Like the shrinking car whose disappearance is mapped out on track 5, the sophomore album from New York City's Hi Red Center moves from poignant, nostalgic musical terrains toward a kind of pure, beaming, quantum velocity. Vibraphones, barbershop quartet harmonies, sung rounds, and a cleanliness and clarity of instrumentation are neatly nestled together with noisy guitars, highly controlled melodic breakdowns, asyncopation, false starts and sudden endings. Yes, they are sometimes a difficult band. Their musical influences range from Lionel Richie to Captain Beefheart. But they sincerely want to make music that you will love.

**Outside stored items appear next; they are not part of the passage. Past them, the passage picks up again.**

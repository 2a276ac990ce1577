//! Text normalization for join and group keys.
//!
//! The same normalization is applied to incident neighborhood names and to
//! boundary names, so the join between the two datasets ignores accents,
//! case, and whitespace differences.

use unicode_normalization::UnicodeNormalization;

/// Normalizes free text into a join key.
///
/// The pipeline:
/// 1. Compatibility decomposition (NFKD), splitting accents off letters
/// 2. Drop every non-ASCII code point
/// 3. Uppercase
/// 4. Collapse whitespace runs to one space and trim
#[must_use]
pub fn normalize_text(value: &str) -> String {
    let ascii: String = value.nfkd().filter(char::is_ascii).collect();
    let upper = ascii.to_ascii_uppercase();
    upper.split_whitespace().collect::<Vec<_>>().join(" ")
}

/// Normalizes a JSON attribute value.
///
/// Only strings carry a name; numbers, booleans, null, arrays, and objects
/// all normalize to the empty string.
#[must_use]
pub fn normalize_value(value: &serde_json::Value) -> String {
    match value {
        serde_json::Value::String(s) => normalize_text(s),
        _ => String::new(),
    }
}
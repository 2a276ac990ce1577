//! Incident date resolution.
//!
//! Every row gets exactly one nullable date. A direct `Data` column wins;
//! otherwise the date is assembled from `Ano`/`Mes`/`Dia`. All functions
//! here are total: malformed input yields `None`, never an error.

use chrono::{DateTime, NaiveDate, NaiveDateTime};
use crime_dash_crime_models::CanonicalColumn;
use serde::{Deserialize, Serialize};

use crate::RawTable;
use crate::schema::ColumnLayout;

/// Three-letter Portuguese month abbreviations.
pub const MONTH_ABBREVIATIONS: &[(&str, u32)] = &[
    ("jan", 1),
    ("fev", 2),
    ("mar", 3),
    ("abr", 4),
    ("mai", 5),
    ("jun", 6),
    ("jul", 7),
    ("ago", 8),
    ("set", 9),
    ("out", 10),
    ("nov", 11),
    ("dez", 12),
];

/// Date-only formats, tried in order. Day-first slashes follow Brazilian
/// convention.
const DATE_FORMATS: &[&str] = &["%Y-%m-%d", "%Y/%m/%d", "%d/%m/%Y", "%d-%m-%Y", "%d.%m.%Y"];

/// Date-time formats, tried in order; the time part is discarded.
const DATETIME_FORMATS: &[&str] = &[
    "%Y-%m-%d %H:%M:%S%.f",
    "%Y-%m-%dT%H:%M:%S%.f",
    "%Y-%m-%d %H:%M",
    "%Y-%m-%dT%H:%M",
    "%d/%m/%Y %H:%M:%S",
    "%d/%m/%Y %H:%M",
];

/// Which source the dates of a table were derived from.
#[derive(Debug, Clone, Copy, PartialEq, Eq, Serialize, Deserialize)]
#[serde(rename_all = "SCREAMING_SNAKE_CASE")]
pub enum DateStrategy {
    /// Parsed from a `Data` column.
    DirectColumn,
    /// Assembled from `Ano`, `Mes`, and `Dia` columns.
    YearMonthDay,
    /// No usable date columns; every date is null.
    Unavailable,
}

impl DateStrategy {
    /// Picks the strategy for a column layout.
    #[must_use]
    pub fn for_layout(layout: &ColumnLayout) -> Self {
        if layout.has(CanonicalColumn::Data) {
            Self::DirectColumn
        } else if layout.has(CanonicalColumn::Ano)
            && layout.has(CanonicalColumn::Mes)
            && layout.has(CanonicalColumn::Dia)
        {
            Self::YearMonthDay
        } else {
            Self::Unavailable
        }
    }

    /// The strategy's wire name.
    #[must_use]
    pub const fn as_str(self) -> &'static str {
        match self {
            Self::DirectColumn => "DIRECT_COLUMN",
            Self::YearMonthDay => "YEAR_MONTH_DAY",
            Self::Unavailable => "UNAVAILABLE",
        }
    }
}

/// Parses a direct date value.
///
/// Accepts ISO dates, ISO date-times (with or without an offset), and
/// day-first slash dates. Surrounding whitespace is ignored.
#[must_use]
pub fn parse_date(value: &str) -> Option<NaiveDate> {
    let value = value.trim();
    if value.is_empty() {
        return None;
    }

    for format in DATE_FORMATS {
        if let Ok(date) = NaiveDate::parse_from_str(value, format) {
            return Some(date);
        }
    }

    for format in DATETIME_FORMATS {
        if let Ok(dt) = NaiveDateTime::parse_from_str(value, format) {
            return Some(dt.date());
        }
    }

    DateTime::parse_from_rfc3339(value)
        .ok()
        .map(|dt| dt.date_naive())
}

/// Reads a month from a raw `Mes` value.
///
/// Only the first three characters of the trimmed, lower-cased value are
/// considered. All-digit tokens are month numbers; anything else is looked
/// up in [`MONTH_ABBREVIATIONS`]. Range is not checked here.
#[must_use]
pub fn month_from_token(value: &str) -> Option<u32> {
    let token: String = value.trim().to_lowercase().chars().take(3).collect();

    if !token.is_empty() && token.chars().all(|c| c.is_ascii_digit()) {
        return token.parse().ok();
    }

    MONTH_ABBREVIATIONS
        .iter()
        .find(|(abbr, _)| *abbr == token)
        .map(|(_, month)| *month)
}

/// Assembles a date from raw year, month, and day values.
///
/// Any missing part, unparseable number, unknown month, or impossible
/// calendar date yields `None`.
#[must_use]
pub fn resolve_ymd(ano: Option<&str>, mes: Option<&str>, dia: Option<&str>) -> Option<NaiveDate> {
    let year: i32 = ano?.trim().parse().ok()?;
    let month = month_from_token(mes?)?;
    let day: u32 = dia?.trim().parse().ok()?;
    NaiveDate::from_ymd_opt(year, month, day)
}

/// Resolves one date per row of `table`.
///
/// Returns the strategy used and a date column aligned with the rows.
#[must_use]
pub fn resolve(table: &RawTable, layout: &ColumnLayout) -> (DateStrategy, Vec<Option<NaiveDate>>) {
    let strategy = DateStrategy::for_layout(layout);
    let rows = 0..table.len();

    let dates = match strategy {
        DateStrategy::DirectColumn => {
            let data = layout.index_of(CanonicalColumn::Data);
            rows.map(|r| data.and_then(|c| table.cell(r, c)).and_then(parse_date))
                .collect()
        }
        DateStrategy::YearMonthDay => {
            let ano = layout.index_of(CanonicalColumn::Ano);
            let mes = layout.index_of(CanonicalColumn::Mes);
            let dia = layout.index_of(CanonicalColumn::Dia);
            rows.map(|r| {
                resolve_ymd(
                    ano.and_then(|c| table.cell(r, c)),
                    mes.and_then(|c| table.cell(r, c)),
                    dia.and_then(|c| table.cell(r, c)),
                )
            })
            .collect()
        }
        DateStrategy::Unavailable => rows.map(|_| None).collect(),
    };

    (strategy, dates)
}

#[cfg(test)]
mod tests {
    use super::*;

    fn ymd(y: i32, m: u32, d: u32) -> Option<NaiveDate> {
        NaiveDate::from_ymd_opt(y, m, d)
    }

    fn table(headers: &[&str], rows: &[&[Option<&str>]]) -> (RawTable, ColumnLayout) {
        let headers: Vec<String> = headers.iter().map(ToString::to_string).collect();
        let rows = rows
            .iter()
            .map(|r| r.iter().map(|c| c.map(ToString::to_string)).collect())
            .collect();
        let layout = ColumnLayout::from_headers(&headers);
        (RawTable::new(headers, rows), layout)
    }

    #[test]
    fn parses_direct_iso_date() {
        assert_eq!(parse_date("2021-01-01"), ymd(2021, 1, 1));
    }

    #[test]
    fn invalid_direct_date_is_null() {
        assert_eq!(parse_date("invalid"), None);
        assert_eq!(parse_date(""), None);
        assert_eq!(parse_date("2021-02-30"), None);
    }

    #[test]
    fn parses_other_direct_formats() {
        assert_eq!(parse_date("15/03/2022"), ymd(2022, 3, 15));
        assert_eq!(parse_date("2022/03/15"), ymd(2022, 3, 15));
        assert_eq!(parse_date("2022-03-15 23:10:00"), ymd(2022, 3, 15));
        assert_eq!(parse_date("2022-03-15T23:10:00.250"), ymd(2022, 3, 15));
        assert_eq!(parse_date("2022-03-15T23:10:00-03:00"), ymd(2022, 3, 15));
        assert_eq!(parse_date("  2022-03-15 "), ymd(2022, 3, 15));
    }

    #[test]
    fn month_tokens() {
        assert_eq!(month_from_token("jan"), Some(1));
        assert_eq!(month_from_token("Fevereiro"), Some(2));
        assert_eq!(month_from_token(" MAR "), Some(3));
        assert_eq!(month_from_token("dez"), Some(12));
        assert_eq!(month_from_token("7"), Some(7));
        assert_eq!(month_from_token("07"), Some(7));
        assert_eq!(month_from_token("xyz"), None);
        assert_eq!(month_from_token(""), None);
        assert_eq!(month_from_token("1.0"), None);
    }

    #[test]
    fn resolves_year_month_day() {
        assert_eq!(
            resolve_ymd(Some("2021"), Some("jan"), Some("1")),
            ymd(2021, 1, 1)
        );
        assert_eq!(
            resolve_ymd(Some("2021"), Some("fev"), Some("2")),
            ymd(2021, 2, 2)
        );
        assert_eq!(
            resolve_ymd(Some(" 2021 "), Some("10"), Some("09")),
            ymd(2021, 10, 9)
        );
    }

    #[test]
    fn malformed_parts_yield_null() {
        assert_eq!(resolve_ymd(None, Some("jan"), Some("1")), None);
        assert_eq!(resolve_ymd(Some("2021"), None, Some("1")), None);
        assert_eq!(resolve_ymd(Some("2021"), Some("jan"), None), None);
        assert_eq!(resolve_ymd(Some("2021"), Some("foo"), Some("1")), None);
        assert_eq!(resolve_ymd(Some("2021"), Some("13"), Some("1")), None);
        assert_eq!(resolve_ymd(Some("2021"), Some("fev"), Some("30")), None);
        assert_eq!(resolve_ymd(Some("abc"), Some("jan"), Some("1")), None);
        assert_eq!(resolve_ymd(Some("2021"), Some("jan"), Some("1.5")), None);
    }

    #[test]
    fn direct_column_takes_precedence() {
        let (raw, layout) = table(
            &["Data", "Ano", "Mes", "Dia"],
            &[
                &[Some("2021-01-01"), Some("1999"), Some("dez"), Some("31")],
                &[Some("invalid"), Some("1999"), Some("dez"), Some("31")],
            ],
        );
        let (strategy, dates) = resolve(&raw, &layout);
        assert_eq!(strategy, DateStrategy::DirectColumn);
        assert_eq!(dates, vec![ymd(2021, 1, 1), None]);
    }

    #[test]
    fn one_bad_row_does_not_affect_others() {
        let (raw, layout) = table(
            &["Ano", "M\u{ea}s", "Dia"],
            &[
                &[Some("2021"), Some("jan"), Some("1")],
                &[Some("2021"), Some("???"), Some("1")],
                &[Some("2021"), None, Some("1")],
                &[Some("2021"), Some("fev"), Some("2")],
            ],
        );
        let (strategy, dates) = resolve(&raw, &layout);
        assert_eq!(strategy, DateStrategy::YearMonthDay);
        assert_eq!(dates, vec![ymd(2021, 1, 1), None, None, ymd(2021, 2, 2)]);
    }

    #[test]
    fn no_date_columns_yields_all_null() {
        let (raw, layout) = table(&["Ano", "Bairro"], &[&[Some("2021"), Some("Centro")]]);
        let (strategy, dates) = resolve(&raw, &layout);
        assert_eq!(strategy, DateStrategy::Unavailable);
        assert_eq!(dates, vec![None]);
    }
}
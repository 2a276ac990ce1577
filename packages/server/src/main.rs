#![cfg_attr(feature = "fail-on-warnings", deny(warnings))]
#![warn(clippy::all, clippy::pedantic, clippy::nursery, clippy::cargo)]
#![allow(clippy::multiple_crate_versions, clippy::cargo_common_metadata)]

//! Standalone entry point for the crime dashboard API server.

use crime_dash_server::config::DashboardConfig;

#[actix_web::main]
async fn main() -> Result<(), Box<dyn std::error::Error>> {
    pretty_env_logger::init_custom_env("RUST_LOG");

    let config = DashboardConfig::load()?;
    crime_dash_server::run_server(config).await?;

    Ok(())
}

Originally forming in 2003, this NYC area band released their debut Architectural Failures on Pangaea Recordings (now Natural Selection Records) back in 2006. The band's second album Assemble moves in more clear, concise direction while somehow containing instrumentation that, here and there, seems to slide off its track, breaking into weirdly juxtaposed parallel trajectories. But for all of their esoteric and almost academic experimentation a cheerful soulfulness comes through on this album that distinguishes HRC from many of their musical contemporaries.
Throughout the album, the intellectual rigor of its composition is energized and animated by a manic gleefulness: the unpolluted self-enjoyment produced in the process of generating such nimble patterns in sound. Particularly on tracks like "Toothless Beau" and "Symmetry Chameleon" there is a kind of giddy, child-like ecstasy that comes through in both the instrumentation and the vocals. And while much of this album can be appreciated by those who have suffered through upper-level music composition classes, schooling is not a requirement to enjoy this music. With Assemble Hi Red Center have created an endearingly odd album - challenging and strange, but also honest and unpretentious.